### Exercise inputs ###

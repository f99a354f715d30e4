use std::collections::BTreeMap;
use std::fs::{self, File, OpenOptions};
use std::io::{Read, Seek, SeekFrom, Write};
use std::path::{Path as FsPath, PathBuf};
use std::time::{Duration, Instant};

use ethereum_types::H256;
use parking_lot::{Mutex, RwLock};
use rand::Rng;
use serde::{Deserialize, Serialize};
use tracing::{debug, info};

use crate::checkpoint::{Checkpoint, CheckpointCoordinator, CheckpointParticipant};
use crate::code_store::CodeStore;
use crate::config::{ArchiveConfig, MptConfig, NodeCacheConfig};
use crate::dirlock::{self, DirectoryLock};
use crate::error::MptError;
use crate::forest::{ForestInner, NodeHashes, Stocks};
use crate::node::{Node, NodeReference};
use crate::path::Path;
use crate::state::MptState;
use crate::types::{AccountInfo, Address, Key, U256, Value};
use crate::update::Update;

const ROOTS_FILE: &str = "roots.dat";
const ROOT_RECORD_SIZE: usize = 8 + 32;
const MARKER_DIR: &str = "roots";
const COMMITTED_MARKER: &str = "committed.json";
const PREPARE_MARKER: &str = "prepare.json";
const CHECKPOINT_DIR: &str = "checkpoint";

/// One archived block: the frozen root and its hash.
#[derive(Clone, Debug)]
struct Root {
    reference: NodeReference,
    hash: H256,
}

#[derive(Debug, Serialize, Deserialize, Clone, Copy)]
struct RootsCheckpointMeta {
    #[serde(rename = "Checkpoint")]
    checkpoint: Checkpoint,
    #[serde(rename = "NumRoots")]
    num_roots: u64,
}

/// Append-only journal of per-block roots; index equals block height.
struct RootJournal {
    dir: PathBuf,
    file: Mutex<File>,
    entries: RwLock<Vec<Root>>,
}

impl RootJournal {
    fn open(dir: &FsPath, lenient: bool) -> Result<Self, MptError> {
        fs::create_dir_all(dir.join(MARKER_DIR))?;
        let path = dir.join(ROOTS_FILE);
        let mut file = OpenOptions::new()
            .read(true)
            .write(true)
            .create(true)
            .truncate(false)
            .open(&path)?;

        let mut data = Vec::new();
        file.read_to_end(&mut data)?;
        if data.len() % ROOT_RECORD_SIZE != 0 && !lenient {
            return Err(MptError::corrupt(format!(
                "{} holds a partial root record",
                path.display()
            )));
        }
        let entries: Vec<Root> = data
            .chunks_exact(ROOT_RECORD_SIZE)
            .map(|record| {
                let id = crate::node::NodeId::from_bytes(record[..8].try_into().unwrap());
                Root {
                    reference: NodeReference::new(id),
                    hash: H256::from_slice(&record[8..]),
                }
            })
            .collect();
        file.seek(SeekFrom::Start((entries.len() * ROOT_RECORD_SIZE) as u64))?;

        Ok(RootJournal {
            dir: dir.to_path_buf(),
            file: Mutex::new(file),
            entries: RwLock::new(entries),
        })
    }

    fn height(&self) -> u64 {
        self.entries.read().len() as u64
    }

    fn get(&self, block: u64) -> Option<Root> {
        self.entries.read().get(block as usize).cloned()
    }

    fn last(&self) -> Option<Root> {
        self.entries.read().last().cloned()
    }

    fn append(&self, root: Root) -> Result<(), MptError> {
        let mut file = self.file.lock();
        let mut entries = self.entries.write();
        let mut record = [0u8; ROOT_RECORD_SIZE];
        record[..8].copy_from_slice(&root.reference.id().to_bytes());
        record[8..].copy_from_slice(root.hash.as_bytes());
        file.write_all(&record)?;
        entries.push(root);
        Ok(())
    }

    fn truncate_to(&self, count: u64) -> Result<(), MptError> {
        let mut file = self.file.lock();
        let mut entries = self.entries.write();
        file.set_len(count * ROOT_RECORD_SIZE as u64)?;
        file.sync_data()?;
        file.seek(SeekFrom::Start(count * ROOT_RECORD_SIZE as u64))?;
        entries.truncate(count as usize);
        Ok(())
    }

    fn flush(&self) -> Result<(), MptError> {
        self.file.lock().sync_data()?;
        Ok(())
    }

    fn marker_path(&self, name: &str) -> PathBuf {
        self.dir.join(MARKER_DIR).join(name)
    }

    fn read_marker(&self, name: &str) -> Result<Option<RootsCheckpointMeta>, MptError> {
        let path = self.marker_path(name);
        if !path.exists() {
            return Ok(None);
        }
        Ok(Some(serde_json::from_slice(&fs::read(path)?)?))
    }
}
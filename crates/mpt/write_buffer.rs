use std::sync::Arc;
use std::thread::JoinHandle;

use crossbeam::channel::{Receiver, Sender, bounded};
use parking_lot::Mutex;
use rustc_hash::FxHashMap;
use tracing::{error, trace};

use crate::cell::NodeCell;
use crate::error::MptError;
use crate::node::{Node, NodeId};

/// Destination of drained nodes, implemented by the stocks.
pub trait WriteSink: Send + Sync + 'static {
    fn write(&self, id: NodeId, node: &Node) -> Result<(), MptError>;
}

enum Command {
    /// Best-effort drain request; coalesced while one is pending.
    Drain,
    /// Drain everything queued so far, then acknowledge.
    Flush(Sender<()>),
    /// Final drain before the worker exits.
    Close(Sender<()>),
}

/// Asynchronous staging area for dirty cells displaced from the node cache.
///
/// Entries stay findable (and cancellable) until the drainer has written
/// them; a cancelled entry transfers cell ownership back to the caller.
pub struct WriteBuffer {
    shared: Arc<BufferShared>,
    commands: Sender<Command>,
    worker: Mutex<Option<JoinHandle<()>>>,
}

struct BufferShared {
    queue: Mutex<FxHashMap<NodeId, Arc<NodeCell>>>,
    sink: Arc<dyn WriteSink>,
    capacity: usize,
    errors: Mutex<Vec<MptError>>,
}

impl WriteBuffer {
    pub fn new(sink: Arc<dyn WriteSink>, capacity: usize) -> Self {
        let shared = Arc::new(BufferShared {
            queue: Mutex::new(FxHashMap::default()),
            sink,
            capacity: capacity.max(1),
            errors: Mutex::new(Vec::new()),
        });

        // capacity 1 coalesces concurrent drain signals into one
        let (tx, rx) = bounded::<Command>(1);
        let worker_shared = Arc::clone(&shared);
        let worker = std::thread::Builder::new()
            .name("mpt-write-buffer".into())
            .spawn(move || worker_loop(worker_shared, rx))
            .expect("failed to spawn write buffer worker");

        WriteBuffer {
            shared,
            commands: tx,
            worker: Mutex::new(Some(worker)),
        }
    }

    /// Enqueues a dirty cell. Never blocks; crossing the capacity threshold
    /// signals the drainer.
    pub fn add(&self, id: NodeId, cell: Arc<NodeCell>) {
        let above_capacity = {
            let mut queue = self.shared.queue.lock();
            queue.insert(id, cell);
            queue.len() >= self.shared.capacity
        };
        if above_capacity {
            self.request_drain();
        }
    }

    /// Removes an enqueued cell; the caller becomes responsible for it.
    pub fn cancel(&self, id: NodeId) -> Option<Arc<NodeCell>> {
        self.shared.queue.lock().remove(&id)
    }

    /// Signals the drainer without waiting for it.
    pub fn request_drain(&self) {
        let _ = self.commands.try_send(Command::Drain);
    }

    /// Blocks until everything queued at the time of the call is written.
    pub fn flush(&self) -> Result<(), MptError> {
        let (ack_tx, ack_rx) = bounded(0);
        if self.commands.send(Command::Flush(ack_tx)).is_err() {
            return Err(MptError::corrupt("write buffer is closed"));
        }
        let _ = ack_rx.recv();
        self.first_error()
    }

    /// Drains and stops the worker. Further operations fail.
    pub fn close(&self) -> Result<(), MptError> {
        let Some(worker) = self.worker.lock().take() else {
            return self.first_error();
        };
        let (ack_tx, ack_rx) = bounded(0);
        if self.commands.send(Command::Close(ack_tx)).is_ok() {
            let _ = ack_rx.recv();
        }
        let _ = worker.join();
        self.first_error()
    }

    pub fn take_errors(&self) -> Vec<MptError> {
        std::mem::take(&mut *self.shared.errors.lock())
    }

    fn first_error(&self) -> Result<(), MptError> {
        match self.shared.errors.lock().first() {
            Some(err) => Err(err.clone()),
            None => Ok(()),
        }
    }
}

fn worker_loop(shared: Arc<BufferShared>, commands: Receiver<Command>) {
    while let Ok(command) = commands.recv() {
        match command {
            Command::Drain => drain(&shared),
            Command::Flush(ack) => {
                drain(&shared);
                let _ = ack.send(());
            }
            Command::Close(ack) => {
                drain(&shared);
                let _ = ack.send(());
                return;
            }
        }
    }
    // channel dropped without an explicit close; drain what is left
    drain(&shared);
}

fn drain(shared: &BufferShared) {
    // sorted ids improve locality of the stock writes
    let mut ids: Vec<NodeId> = shared.queue.lock().keys().copied().collect();
    ids.sort_unstable();
    trace!(count = ids.len(), "draining write buffer");

    for id in ids {
        // a concurrent cancel may have taken the entry; skip it then
        let Some(cell) = shared.queue.lock().get(&id).cloned() else {
            continue;
        };

        {
            let mut node = cell.write();
            if node.is_dirty() {
                match shared.sink.write(id, &node) {
                    Ok(()) => node.set_dirty(false),
                    Err(err) => {
                        error!(?id, %err, "failed to write node");
                        shared.errors.lock().push(err);
                        continue;
                    }
                }
            }
        }

        let mut queue = shared.queue.lock();
        if let Some(current) = queue.get(&id) {
            if Arc::ptr_eq(current, &cell) {
                cell.set_current(false);
                queue.remove(&id);
            }
        }
    }
}

#[cfg(test)]
mod test {
    use super::*;
    use crate::node::{NodeKind, ValueNode};
    use crate::types::{Key, Value};
    use parking_lot::Mutex as PlMutex;
    use std::thread;

    #[derive(Default)]
    struct CountingSink {
        written: PlMutex<Vec<NodeId>>,
    }

    impl WriteSink for CountingSink {
        fn write(&self, id: NodeId, _node: &Node) -> Result<(), MptError> {
            self.written.lock().push(id);
            Ok(())
        }
    }

    fn dirty_cell() -> Arc<NodeCell> {
        Arc::new(NodeCell::new(Node::from(ValueNode::new(
            Key::zero(),
            Value::repeat_byte(1),
            0,
        ))))
    }

    fn id(index: u64) -> NodeId {
        NodeId::new(NodeKind::Value, index)
    }

    #[test]
    fn flushed_entries_reach_the_sink_once() {
        let sink = Arc::new(CountingSink::default());
        let buffer = WriteBuffer::new(sink.clone(), 1024);

        for i in 0..10 {
            buffer.add(id(i), dirty_cell());
        }
        buffer.flush().unwrap();
        buffer.flush().unwrap();

        let written = sink.written.lock();
        assert_eq!(written.len(), 10);
        let mut sorted = written.clone();
        sorted.sort();
        assert_eq!(*written, sorted, "drain must write in id order");
    }

    #[test]
    fn cancelled_entries_are_not_written() {
        let sink = Arc::new(CountingSink::default());
        let buffer = WriteBuffer::new(sink.clone(), 1024);

        let cell = dirty_cell();
        buffer.add(id(1), cell.clone());
        let cancelled = buffer.cancel(id(1)).expect("entry must be cancellable");
        assert!(Arc::ptr_eq(&cancelled, &cell));
        assert!(buffer.cancel(id(1)).is_none());

        buffer.flush().unwrap();
        assert!(sink.written.lock().is_empty());
    }

    #[test]
    fn clean_nodes_are_skipped() {
        let sink = Arc::new(CountingSink::default());
        let buffer = WriteBuffer::new(sink.clone(), 1024);

        let cell = dirty_cell();
        cell.write().set_dirty(false);
        buffer.add(id(1), cell);
        buffer.flush().unwrap();
        assert!(sink.written.lock().is_empty());
    }

    #[test]
    fn draining_marks_nodes_clean() {
        let sink = Arc::new(CountingSink::default());
        let buffer = WriteBuffer::new(sink, 1024);

        let cell = dirty_cell();
        buffer.add(id(1), cell.clone());
        buffer.flush().unwrap();
        assert!(!cell.read().is_dirty());
    }

    #[test]
    fn concurrent_add_and_cancel_write_each_entry_at_most_once() {
        let sink = Arc::new(CountingSink::default());
        let buffer = Arc::new(WriteBuffer::new(sink.clone(), 4));

        let mut handles = Vec::new();
        for worker in 0..4u64 {
            let buffer = Arc::clone(&buffer);
            handles.push(thread::spawn(move || {
                let mut cancelled = Vec::new();
                for i in 0..100 {
                    let node_id = id(worker * 1000 + i);
                    buffer.add(node_id, dirty_cell());
                    if i % 3 == 0 && buffer.cancel(node_id).is_some() {
                        cancelled.push(node_id);
                    }
                }
                cancelled
            }));
        }
        let cancelled: Vec<NodeId> = handles
            .into_iter()
            .flat_map(|h| h.join().unwrap())
            .collect();

        buffer.flush().unwrap();
        buffer.close().unwrap();

        // a cancel may race a drain that already wrote the entry, so only
        // the uncancelled side is exact: written once each, never twice
        let written = sink.written.lock();
        let mut deduped = written.clone();
        deduped.sort();
        deduped.dedup();
        assert_eq!(deduped.len(), written.len(), "no entry written twice");
        for worker in 0..4u64 {
            for i in 0..100 {
                let node_id = id(worker * 1000 + i);
                if !cancelled.contains(&node_id) {
                    assert!(
                        written.contains(&node_id),
                        "uncancelled {node_id:?} must be written"
                    );
                }
            }
        }
    }

    #[test]
    fn operations_after_close_fail() {
        let buffer = WriteBuffer::new(Arc::new(CountingSink::default()), 16);
        buffer.close().unwrap();
        assert!(buffer.flush().is_err());
    }
}
use std::path::PathBuf;
use std::sync::Arc;

use ethereum_types::H256;
use sylva_rlp::error::RLPDecodeError;
use thiserror::Error;

/// Errors surfaced by the storage engine.
///
/// The enum is `Clone` because the archive keeps its first error sticky and
/// returns it on every subsequent call; non-clonable sources are wrapped in
/// `Arc`.
#[derive(Debug, Error, Clone)]
pub enum MptError {
    #[error("directory {0:?} is locked by another process")]
    LockHeld(PathBuf),
    #[error("directory {0:?} was not cleanly closed, restore it first")]
    DirtyDirectory(PathBuf),
    #[error("format mismatch: {0}")]
    FormatMismatch(String),
    #[error("corrupted state: {0}")]
    Corrupt(String),
    #[error("code for hash {0:#x} is not in the code store")]
    MissingCode(H256),
    #[error("code stored for hash {0:#x} does not hash to it")]
    BadCodeHash(H256),
    #[error("invalid block {block}: {reason}")]
    InvalidBlock { block: u64, reason: String },
    #[error("not implemented: {0}")]
    NotImplemented(&'static str),
    #[error(transparent)]
    Rlp(#[from] RLPDecodeError),
    #[error("io error: {0}")]
    Io(Arc<std::io::Error>),
    #[error("metadata error: {0}")]
    Json(Arc<serde_json::Error>),
}

impl From<std::io::Error> for MptError {
    fn from(err: std::io::Error) -> Self {
        Self::Io(Arc::new(err))
    }
}

impl From<serde_json::Error> for MptError {
    fn from(err: serde_json::Error) -> Self {
        Self::Json(Arc::new(err))
    }
}

impl MptError {
    pub(crate) fn corrupt(msg: impl Into<String>) -> Self {
        Self::Corrupt(msg.into())
    }

    pub(crate) fn invalid_block(block: u64, reason: impl Into<String>) -> Self {
        Self::InvalidBlock {
            block,
            reason: reason.into(),
        }
    }
}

###

Work required:
Count every line of the records that holds the string "RwLock". Write only the total.

Answer space:
3